E, por fim, vamos falar da nossa doce protagonista, a popular Guiomar. Menina que nasceu pobre, teve a sorte de ter uma madrinha rica, que lhe proporcionou uma boa educação e a acolheu quando esta ficou órfã e a sua própria filha morreu, consolando-se mutuamente. Mas o seu coração parece ser um campo difícil de aceder, apesar dos esforços e das qualidades dos seus pretendentes. Ninguém consegue perceber muito bem o que esconde a sua frieza, mas ao longo da narrativa vamos compreendendo a sua essência, o seu bom coração, mas também a sua ambição e determinação.

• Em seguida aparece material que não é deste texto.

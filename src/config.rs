//! Runtime configuration and diagnostics
//!
//! The library can be configured at runtime through string options. Options
//! set with the thread-local setters override the global ones for the calling
//! thread.
//!
//! ```
//! use geodata::config::*;
//!
//! // Leave the ASCII grid driver out of `register_all`
//! set_config_option("GDAL_SKIP", "AAIGrid").unwrap();
//!
//! assert_eq!(get_config_option("GDAL_SKIP", "").unwrap(), "AAIGrid");
//!
//! clear_config_option("GDAL_SKIP").unwrap();
//!
//! // Check the option has been cleared
//! assert_eq!(get_config_option("GDAL_SKIP", "XXX").unwrap(), "XXX");
//! ```
//!
//! Options read by the library:
//!
//! * `GDAL_SKIP`: space or comma separated driver short names that
//!   [`DriverRegistry::register_all`](crate::DriverRegistry::register_all) leaves out.
//! * `GDAL_VALIDATE_CREATION_OPTIONS`: set to `NO` to skip creation option validation.
//!
//! Non-fatal diagnostics (creation option warnings, lenient copy losses, ...)
//! are delivered to the handler installed with [`set_error_handler`]. Without a
//! handler they are forwarded to the [`log`] facade.

use std::cell::RefCell;
use std::collections::HashMap;
use std::sync::{LazyLock, Mutex};

use crate::errors::{ErrorClass, GeoDataError, Result};

/// Error numbers passed to the error handler next to the [`ErrorClass`].
pub mod error_num {
    pub const APP_DEFINED: i32 = 1;
    pub const FILE_IO: i32 = 3;
    pub const OPEN_FAILED: i32 = 4;
    pub const ILLEGAL_ARG: i32 = 5;
    pub const NOT_SUPPORTED: i32 = 6;
    pub const USER_INTERRUPT: i32 = 9;
}

static CONFIG_OPTIONS: LazyLock<Mutex<HashMap<String, String>>> = LazyLock::new(Default::default);

thread_local! {
    static THREAD_LOCAL_OPTIONS: RefCell<HashMap<String, String>> = RefCell::new(HashMap::new());
}

fn check_key(key: &str) -> Result<()> {
    if key.is_empty() || key.contains(['\0', '=']) {
        return Err(GeoDataError::BadArgument(format!(
            "Invalid configuration key: '{key}'"
        )));
    }
    Ok(())
}

fn check_value(value: &str) -> Result<()> {
    if value.contains('\0') {
        return Err(GeoDataError::BadArgument(format!(
            "Invalid configuration value: '{value}'"
        )));
    }
    Ok(())
}

fn global_options() -> std::sync::MutexGuard<'static, HashMap<String, String>> {
    match CONFIG_OPTIONS.lock() {
        Ok(guard) => guard,
        // a panic while holding the lock leaves the map itself intact
        Err(poison_error) => poison_error.into_inner(),
    }
}

/// Set a library configuration option
pub fn set_config_option(key: &str, value: &str) -> Result<()> {
    check_key(key)?;
    check_value(value)?;
    global_options().insert(key.to_string(), value.to_string());
    Ok(())
}

/// Get the value of a library configuration option
///
/// A thread-local value takes precedence. If the option specified by `key` is
/// not set, `default` is returned.
pub fn get_config_option(key: &str, default: &str) -> Result<String> {
    check_key(key)?;
    if let Some(value) = THREAD_LOCAL_OPTIONS.with(|opts| opts.borrow().get(key).cloned()) {
        return Ok(value);
    }
    Ok(global_options()
        .get(key)
        .cloned()
        .unwrap_or_else(|| default.to_string()))
}

/// Clear the value of a library configuration option
pub fn clear_config_option(key: &str) -> Result<()> {
    check_key(key)?;
    global_options().remove(key);
    Ok(())
}

/// Set a library configuration option with **thread local** scope
pub fn set_thread_local_config_option(key: &str, value: &str) -> Result<()> {
    check_key(key)?;
    check_value(value)?;
    THREAD_LOCAL_OPTIONS.with(|opts| {
        opts.borrow_mut().insert(key.to_string(), value.to_string());
    });
    Ok(())
}

/// Get the value of a library configuration option with **thread local** scope
///
/// Global options are not consulted.
pub fn get_thread_local_config_option(key: &str, default: &str) -> Result<String> {
    check_key(key)?;
    Ok(THREAD_LOCAL_OPTIONS.with(|opts| {
        opts.borrow()
            .get(key)
            .cloned()
            .unwrap_or_else(|| default.to_string())
    }))
}

/// Clear the value of a library configuration option with **thread local** scope
pub fn clear_thread_local_config_option(key: &str) -> Result<()> {
    check_key(key)?;
    THREAD_LOCAL_OPTIONS.with(|opts| {
        opts.borrow_mut().remove(key);
    });
    Ok(())
}

/// Interpret a configuration option as a boolean (`YES`, `ON`, `TRUE`, `1`).
pub(crate) fn config_option_bool(key: &str, default: bool) -> bool {
    match get_config_option(key, "") {
        Ok(value) if !value.is_empty() => is_true(&value),
        _ => default,
    }
}

pub(crate) fn is_true(value: &str) -> bool {
    matches!(
        value.to_ascii_uppercase().as_str(),
        "YES" | "ON" | "TRUE" | "1"
    )
}

type ErrorCallbackType = dyn FnMut(ErrorClass, i32, &str) + 'static + Send;

/// Holds the current error callback function
static ERROR_CALLBACK: LazyLock<Mutex<Option<Box<ErrorCallbackType>>>> =
    LazyLock::new(Default::default);

/// Set a custom error handler.
///
/// The handler replaces the default forwarding to [`log`]. It must not call
/// back into [`set_error_handler`] or [`remove_error_handler`].
///
/// The function must be `Send` since it is potentially called from multiple threads.
pub fn set_error_handler<F>(callback: F)
where
    F: FnMut(ErrorClass, i32, &str) + 'static + Send,
{
    let mut callback_lock = match ERROR_CALLBACK.lock() {
        Ok(guard) => guard,
        Err(poison_error) => poison_error.into_inner(),
    };
    callback_lock.replace(Box::new(callback));
}

/// Remove a custom error handler, restoring the [`log`] forwarding.
pub fn remove_error_handler() {
    let mut callback_lock = match ERROR_CALLBACK.lock() {
        Ok(guard) => guard,
        Err(poison_error) => poison_error.into_inner(),
    };
    callback_lock.take();
}

/// Deliver a diagnostic to the installed handler, or to [`log`].
pub(crate) fn report(class: ErrorClass, error_num: i32, msg: &str) {
    let mut callback_lock = match ERROR_CALLBACK.lock() {
        Ok(guard) => guard,
        Err(poison_error) => poison_error.into_inner(),
    };
    if let Some(callback) = callback_lock.as_mut() {
        callback(class, error_num, msg);
        return;
    }
    drop(callback_lock);

    match class {
        ErrorClass::None => {}
        ErrorClass::Debug => log::debug!("{msg}"),
        ErrorClass::Warning => log::warn!("{msg}"),
        ErrorClass::Failure | ErrorClass::Fatal => log::error!("[{error_num}] {msg}"),
    }
}
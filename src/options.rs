use bitflags::bitflags;

/// Open options for [`crate::Dataset`]
#[derive(Debug, Default)]
pub struct DatasetOptions<'a> {
    pub open_flags: OpenFlags,
    pub allowed_drivers: Option<&'a [&'a str]>,
    pub open_options: Option<&'a [&'a str]>,
    pub sibling_files: Option<&'a [&'a str]>,
}

bitflags! {
    /// Open flags used by [`Dataset::open_ex`](crate::Dataset::open_ex).
    #[derive(Debug, Clone, Copy, PartialEq, Eq)]
    pub struct OpenFlags: u32 {
        /// Open in read-only mode (default).
        const READONLY = 0x00;
        /// Open in update mode.
        const UPDATE = 0x01;
        /// Allow raster drivers to be used.
        const RASTER = 0x02;
        /// Allow vector drivers to be used.
        const VECTOR = 0x04;
        /// Reuse an already open handle for the same resource and access mode
        /// on the calling thread. The handle is reference counted.
        const SHARED = 0x20;
        /// Report a failed open through the error handler.
        const VERBOSE_ERROR = 0x40;
    }
}

impl Default for OpenFlags {
    fn default() -> OpenFlags {
        OpenFlags::READONLY
    }
}

impl OpenFlags {
    pub fn access(&self) -> Access {
        if self.contains(OpenFlags::UPDATE) {
            Access::Update
        } else {
            Access::ReadOnly
        }
    }
}

/// Access mode of an open dataset.
#[derive(Clone, Copy, Debug, Default, PartialEq, Eq, Hash)]
pub enum Access {
    #[default]
    ReadOnly,
    Update,
}

impl From<Access> for OpenFlags {
    fn from(val: Access) -> OpenFlags {
        match val {
            Access::Update => OpenFlags::UPDATE,
            Access::ReadOnly => OpenFlags::READONLY,
        }
    }
}

#[cfg(test)]
mod tests {
    use super::*;

    #[test]
    fn test_access_from_flags() {
        assert_eq!(OpenFlags::default().access(), Access::ReadOnly);
        assert_eq!(
            (OpenFlags::UPDATE | OpenFlags::RASTER).access(),
            Access::Update
        );
        assert_eq!(OpenFlags::from(Access::Update), OpenFlags::UPDATE);
    }
}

Em torno destes personagens gira o nosso enredo que, sendo romântico, está longe de abraçar o estilo como era hábito na época de Machado de Assis. Primeiro, pelo tom irónico e com críticas subjacentes a esse mesmo romantismo bacoco, depois porque o autor sempre foi fiel a si próprio, nunca correndo atrás das correntes em voga, de modas nem tão pouco do que era esperado e desejado pelo público. Como sempre, Machado não desilude e apresenta um livro espectacular, relativamente curto, que proporciona uma agradável experiência de leitura. Aliás, considero que este poderia muito bem ser uma excelente porta de entrada para quem está agora a começar a ler a obra do autor.
Já conhecias este romance de Machado? Qual o teu romance favorito do autor? Algum dos mais famosos? Ou dos menos conhecidos?